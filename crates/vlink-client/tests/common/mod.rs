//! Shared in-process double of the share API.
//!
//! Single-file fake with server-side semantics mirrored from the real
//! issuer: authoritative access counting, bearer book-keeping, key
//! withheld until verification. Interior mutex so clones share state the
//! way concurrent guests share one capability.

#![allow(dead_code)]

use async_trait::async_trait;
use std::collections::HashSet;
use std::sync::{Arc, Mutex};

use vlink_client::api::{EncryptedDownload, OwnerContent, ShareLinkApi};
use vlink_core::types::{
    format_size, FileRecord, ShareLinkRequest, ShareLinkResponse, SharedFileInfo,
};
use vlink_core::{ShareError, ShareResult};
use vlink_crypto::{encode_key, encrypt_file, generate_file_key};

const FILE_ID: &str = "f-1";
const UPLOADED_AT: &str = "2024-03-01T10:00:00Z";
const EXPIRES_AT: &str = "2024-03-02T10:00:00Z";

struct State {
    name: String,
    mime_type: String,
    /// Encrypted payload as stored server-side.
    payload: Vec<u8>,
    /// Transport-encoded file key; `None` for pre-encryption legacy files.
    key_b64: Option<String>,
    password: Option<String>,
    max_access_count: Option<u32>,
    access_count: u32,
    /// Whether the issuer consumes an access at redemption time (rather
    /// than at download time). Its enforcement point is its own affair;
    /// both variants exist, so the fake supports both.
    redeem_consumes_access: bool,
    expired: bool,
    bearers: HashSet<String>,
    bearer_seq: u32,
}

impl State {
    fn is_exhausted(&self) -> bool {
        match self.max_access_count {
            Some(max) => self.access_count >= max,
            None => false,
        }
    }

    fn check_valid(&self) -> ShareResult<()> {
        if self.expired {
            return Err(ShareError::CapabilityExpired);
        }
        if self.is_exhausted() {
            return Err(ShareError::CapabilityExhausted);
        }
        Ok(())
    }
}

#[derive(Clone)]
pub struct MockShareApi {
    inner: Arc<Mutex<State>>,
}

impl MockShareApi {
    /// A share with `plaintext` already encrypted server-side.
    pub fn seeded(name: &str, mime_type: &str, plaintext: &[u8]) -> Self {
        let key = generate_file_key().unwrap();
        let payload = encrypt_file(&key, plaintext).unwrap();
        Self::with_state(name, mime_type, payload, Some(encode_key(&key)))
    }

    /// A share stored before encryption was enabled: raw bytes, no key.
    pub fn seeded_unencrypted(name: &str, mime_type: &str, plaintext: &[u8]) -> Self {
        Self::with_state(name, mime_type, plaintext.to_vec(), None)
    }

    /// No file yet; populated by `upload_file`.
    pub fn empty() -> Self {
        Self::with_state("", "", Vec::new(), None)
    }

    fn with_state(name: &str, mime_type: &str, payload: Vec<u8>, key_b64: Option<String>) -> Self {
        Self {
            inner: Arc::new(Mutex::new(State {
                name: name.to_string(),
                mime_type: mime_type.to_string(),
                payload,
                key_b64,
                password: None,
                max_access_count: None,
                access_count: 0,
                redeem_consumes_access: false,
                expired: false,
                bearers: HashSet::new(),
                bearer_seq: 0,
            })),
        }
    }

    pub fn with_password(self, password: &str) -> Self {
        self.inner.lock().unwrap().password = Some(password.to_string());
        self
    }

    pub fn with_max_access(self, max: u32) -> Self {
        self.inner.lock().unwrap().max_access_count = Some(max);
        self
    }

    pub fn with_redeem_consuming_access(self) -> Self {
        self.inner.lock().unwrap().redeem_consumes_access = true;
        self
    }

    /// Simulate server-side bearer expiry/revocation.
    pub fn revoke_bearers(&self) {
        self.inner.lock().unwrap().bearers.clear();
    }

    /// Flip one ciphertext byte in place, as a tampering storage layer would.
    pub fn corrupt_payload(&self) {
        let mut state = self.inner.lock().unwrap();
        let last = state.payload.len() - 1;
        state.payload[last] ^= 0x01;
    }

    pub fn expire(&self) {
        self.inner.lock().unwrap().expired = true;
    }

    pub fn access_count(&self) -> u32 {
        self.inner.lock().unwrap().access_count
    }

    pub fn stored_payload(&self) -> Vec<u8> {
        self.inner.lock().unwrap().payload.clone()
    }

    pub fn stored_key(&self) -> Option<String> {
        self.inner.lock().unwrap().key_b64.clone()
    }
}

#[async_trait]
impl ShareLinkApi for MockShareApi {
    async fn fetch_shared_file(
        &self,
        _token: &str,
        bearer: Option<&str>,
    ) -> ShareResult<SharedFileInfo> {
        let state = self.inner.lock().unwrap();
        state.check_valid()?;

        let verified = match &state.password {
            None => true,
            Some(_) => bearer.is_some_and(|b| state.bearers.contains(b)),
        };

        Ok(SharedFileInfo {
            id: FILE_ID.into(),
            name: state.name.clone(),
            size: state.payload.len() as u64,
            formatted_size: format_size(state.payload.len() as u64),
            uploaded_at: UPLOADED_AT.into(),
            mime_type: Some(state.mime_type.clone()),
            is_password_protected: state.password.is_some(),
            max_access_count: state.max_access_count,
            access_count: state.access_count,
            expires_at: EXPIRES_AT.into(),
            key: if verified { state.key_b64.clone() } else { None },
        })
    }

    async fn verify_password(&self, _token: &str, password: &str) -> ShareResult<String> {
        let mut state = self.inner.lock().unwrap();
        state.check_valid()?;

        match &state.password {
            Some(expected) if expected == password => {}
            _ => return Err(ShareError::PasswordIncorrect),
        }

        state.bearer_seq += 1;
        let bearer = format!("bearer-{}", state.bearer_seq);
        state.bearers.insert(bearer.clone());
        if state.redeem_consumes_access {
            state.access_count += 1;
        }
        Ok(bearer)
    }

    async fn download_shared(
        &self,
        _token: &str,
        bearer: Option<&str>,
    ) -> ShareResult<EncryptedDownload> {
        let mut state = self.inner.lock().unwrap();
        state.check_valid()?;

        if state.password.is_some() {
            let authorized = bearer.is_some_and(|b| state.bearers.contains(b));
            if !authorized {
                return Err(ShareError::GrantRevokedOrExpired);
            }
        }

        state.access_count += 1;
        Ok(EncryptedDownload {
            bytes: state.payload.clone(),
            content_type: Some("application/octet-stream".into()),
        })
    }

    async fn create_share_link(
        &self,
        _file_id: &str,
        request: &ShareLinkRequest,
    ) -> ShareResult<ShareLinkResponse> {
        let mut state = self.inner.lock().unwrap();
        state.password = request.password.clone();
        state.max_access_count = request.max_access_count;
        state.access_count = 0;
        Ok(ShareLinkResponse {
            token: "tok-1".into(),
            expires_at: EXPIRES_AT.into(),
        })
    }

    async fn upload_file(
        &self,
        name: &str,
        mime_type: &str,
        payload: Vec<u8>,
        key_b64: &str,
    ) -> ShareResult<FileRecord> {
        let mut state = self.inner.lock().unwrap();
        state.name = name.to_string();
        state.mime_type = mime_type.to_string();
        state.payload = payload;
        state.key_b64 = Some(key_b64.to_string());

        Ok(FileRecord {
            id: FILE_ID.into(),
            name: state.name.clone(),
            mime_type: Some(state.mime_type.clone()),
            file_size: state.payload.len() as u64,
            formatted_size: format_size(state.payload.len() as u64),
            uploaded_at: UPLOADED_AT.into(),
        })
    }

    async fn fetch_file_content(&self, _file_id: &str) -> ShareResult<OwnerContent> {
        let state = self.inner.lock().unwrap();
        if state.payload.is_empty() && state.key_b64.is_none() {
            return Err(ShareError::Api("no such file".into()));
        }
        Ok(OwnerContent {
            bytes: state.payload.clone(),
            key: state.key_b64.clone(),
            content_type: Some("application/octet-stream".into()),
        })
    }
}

= What is required =
Repeat the listing above without any change.

= Written response =
filename crates/vlink-client/tests/common/mod.rs
//! Shared in-process double of the share API.
//!
//! Single-file fake with server-side semantics mirrored from the real
//! issuer: authoritative access counting, bearer book-keeping, key
//! withheld until verification. Interior mutex so clones share state the
//! way concurrent guests share one capability.

#![allow(dead_code)]

use async_trait::async_trait;
use std::collections::HashSet;
use std::sync::{Arc, Mutex};

use vlink_client::api::{EncryptedDownload, OwnerContent, ShareLinkApi};
use vlink_core::types::{
    format_size, FileRecord, ShareLinkRequest, ShareLinkResponse, SharedFileInfo,
};
use vlink_core::{ShareError, ShareResult};
use vlink_crypto::{encode_key, encrypt_file, generate_file_key};

const FILE_ID: &str = "f-1";
const UPLOADED_AT: &str = "2024-03-01T10:00:00Z";
const EXPIRES_AT: &str = "2024-03-02T10:00:00Z";

struct State {
    name: String,
    mime_type: String,
    /// Encrypted payload as stored server-side.
    payload: Vec<u8>,
    /// Transport-encoded file key; `None` for pre-encryption legacy files.
    key_b64: Option<String>,
    password: Option<String>,
    max_access_count: Option<u32>,
    access_count: u32,
    /// Whether the issuer consumes an access at redemption time (rather
    /// than at download time). Its enforcement point is its own affair;
    /// both variants exist, so the fake supports both.
    redeem_consumes_access: bool,
    expired: bool,
    bearers: HashSet<String>,
    bearer_seq: u32,
}

impl State {
    fn is_exhausted(&self) -> bool {
        match self.max_access_count {
            Some(max) => self.access_count >= max,
            None => false,
        }
    }

    fn check_valid(&self) -> ShareResult<()> {
        if self.expired {
            return Err(ShareError::CapabilityExpired);
        }
        if self.is_exhausted() {
            return Err(ShareError::CapabilityExhausted);
        }
        Ok(())
    }
}

#[derive(Clone)]
pub struct MockShareApi {
    inner: Arc<Mutex<State>>,
}

impl MockShareApi {
    /// A share with `plaintext` already encrypted server-side.
    pub fn seeded(name: &str, mime_type: &str, plaintext: &[u8]) -> Self {
        let key = generate_file_key().unwrap();
        let payload = encrypt_file(&key, plaintext).unwrap();
        Self::with_state(name, mime_type, payload, Some(encode_key(&key)))
    }

    /// A share stored before encryption was enabled: raw bytes, no key.
    pub fn seeded_unencrypted(name: &str, mime_type: &str, plaintext: &[u8]) -> Self {
        Self::with_state(name, mime_type, plaintext.to_vec(), None)
    }

    /// No file yet; populated by `upload_file`.
    pub fn empty() -> Self {
        Self::with_state("", "", Vec::new(), None)
    }

    fn with_state(name: &str, mime_type: &str, payload: Vec<u8>, key_b64: Option<String>) -> Self {
        Self {
            inner: Arc::new(Mutex::new(State {
                name: name.to_string(),
                mime_type: mime_type.to_string(),
                payload,
                key_b64,
                password: None,
                max_access_count: None,
                access_count: 0,
                redeem_consumes_access: false,
                expired: false,
                bearers: HashSet::new(),
                bearer_seq: 0,
            })),
        }
    }

    pub fn with_password(self, password: &str) -> Self {
        self.inner.lock().unwrap().password = Some(password.to_string());
        self
    }

    pub fn with_max_access(self, max: u32) -> Self {
        self.inner.lock().unwrap().max_access_count = Some(max);
        self
    }

    pub fn with_redeem_consuming_access(self) -> Self {
        self.inner.lock().unwrap().redeem_consumes_access = true;
        self
    }

    /// Simulate server-side bearer expiry/revocation.
    pub fn revoke_bearers(&self) {
        self.inner.lock().unwrap().bearers.clear();
    }

    /// Flip one ciphertext byte in place, as a tampering storage layer would.
    pub fn corrupt_payload(&self) {
        let mut state = self.inner.lock().unwrap();
        let last = state.payload.len() - 1;
        state.payload[last] ^= 0x01;
    }

    pub fn expire(&self) {
        self.inner.lock().unwrap().expired = true;
    }

    pub fn access_count(&self) -> u32 {
        self.inner.lock().unwrap().access_count
    }

    pub fn stored_payload(&self) -> Vec<u8> {
        self.inner.lock().unwrap().payload.clone()
    }

    pub fn stored_key(&self) -> Option<String> {
        self.inner.lock().unwrap().key_b64.clone()
    }
}

#[async_trait]
impl ShareLinkApi for MockShareApi {
    async fn fetch_shared_file(
        &self,
        _token: &str,
        bearer: Option<&str>,
    ) -> ShareResult<SharedFileInfo> {
        let state = self.inner.lock().unwrap();
        state.check_valid()?;

        let verified = match &state.password {
            None => true,
            Some(_) => bearer.is_some_and(|b| state.bearers.contains(b)),
        };

        Ok(SharedFileInfo {
            id: FILE_ID.into(),
            name: state.name.clone(),
            size: state.payload.len() as u64,
            formatted_size: format_size(state.payload.len() as u64),
            uploaded_at: UPLOADED_AT.into(),
            mime_type: Some(state.mime_type.clone()),
            is_password_protected: state.password.is_some(),
            max_access_count: state.max_access_count,
            access_count: state.access_count,
            expires_at: EXPIRES_AT.into(),
            key: if verified { state.key_b64.clone() } else { None },
        })
    }

    async fn verify_password(&self, _token: &str, password: &str) -> ShareResult<String> {
        let mut state = self.inner.lock().unwrap();
        state.check_valid()?;

        match &state.password {
            Some(expected) if expected == password => {}
            _ => return Err(ShareError::PasswordIncorrect),
        }

        state.bearer_seq += 1;
        let bearer = format!("bearer-{}", state.bearer_seq);
        state.bearers.insert(bearer.clone());
        if state.redeem_consumes_access {
            state.access_count += 1;
        }
        Ok(bearer)
    }

    async fn download_shared(
        &self,
        _token: &str,
        bearer: Option<&str>,
    ) -> ShareResult<EncryptedDownload> {
        let mut state = self.inner.lock().unwrap();
        state.check_valid()?;

        if state.password.is_some() {
            let authorized = bearer.is_some_and(|b| state.bearers.contains(b));
            if !authorized {
                return Err(ShareError::GrantRevokedOrExpired);
            }
        }

        state.access_count += 1;
        Ok(EncryptedDownload {
            bytes: state.payload.clone(),
            content_type: Some("application/octet-stream".into()),
        })
    }

    async fn create_share_link(
        &self,
        _file_id: &str,
        request: &ShareLinkRequest,
    ) -> ShareResult<ShareLinkResponse> {
        let mut state = self.inner.lock().unwrap();
        state.password = request.password.clone();
        state.max_access_count = request.max_access_count;
        state.access_count = 0;
        Ok(ShareLinkResponse {
            token: "tok-1".into(),
            expires_at: EXPIRES_AT.into(),
        })
    }

    async fn upload_file(
        &self,
        name: &str,
        mime_type: &str,
        payload: Vec<u8>,
        key_b64: &str,
    ) -> ShareResult<FileRecord> {
        let mut state = self.inner.lock().unwrap();
        state.name = name.to_string();
        state.mime_type = mime_type.to_string();
        state.payload = payload;
        state.key_b64 = Some(key_b64.to_string());

        Ok(FileRecord {
            id: FILE_ID.into(),
            name: state.name.clone(),
            mime_type: Some(state.mime_type.clone()),
            file_size: state.payload.len() as u64,
            formatted_size: format_size(state.payload.len() as u64),
            uploaded_at: UPLOADED_AT.into(),
        })
    }

    async fn fetch_file_content(&self, _file_id: &str) -> ShareResult<OwnerContent> {
        let state = self.inner.lock().unwrap();
        if state.payload.is_empty() && state.key_b64.is_none() {
            return Err(ShareError::Api("no such file".into()));
        }
        Ok(OwnerContent {
            bytes: state.payload.clone(),
            key: state.key_b64.clone(),
            content_type: Some("application/octet-stream".into()),
        })
    }
}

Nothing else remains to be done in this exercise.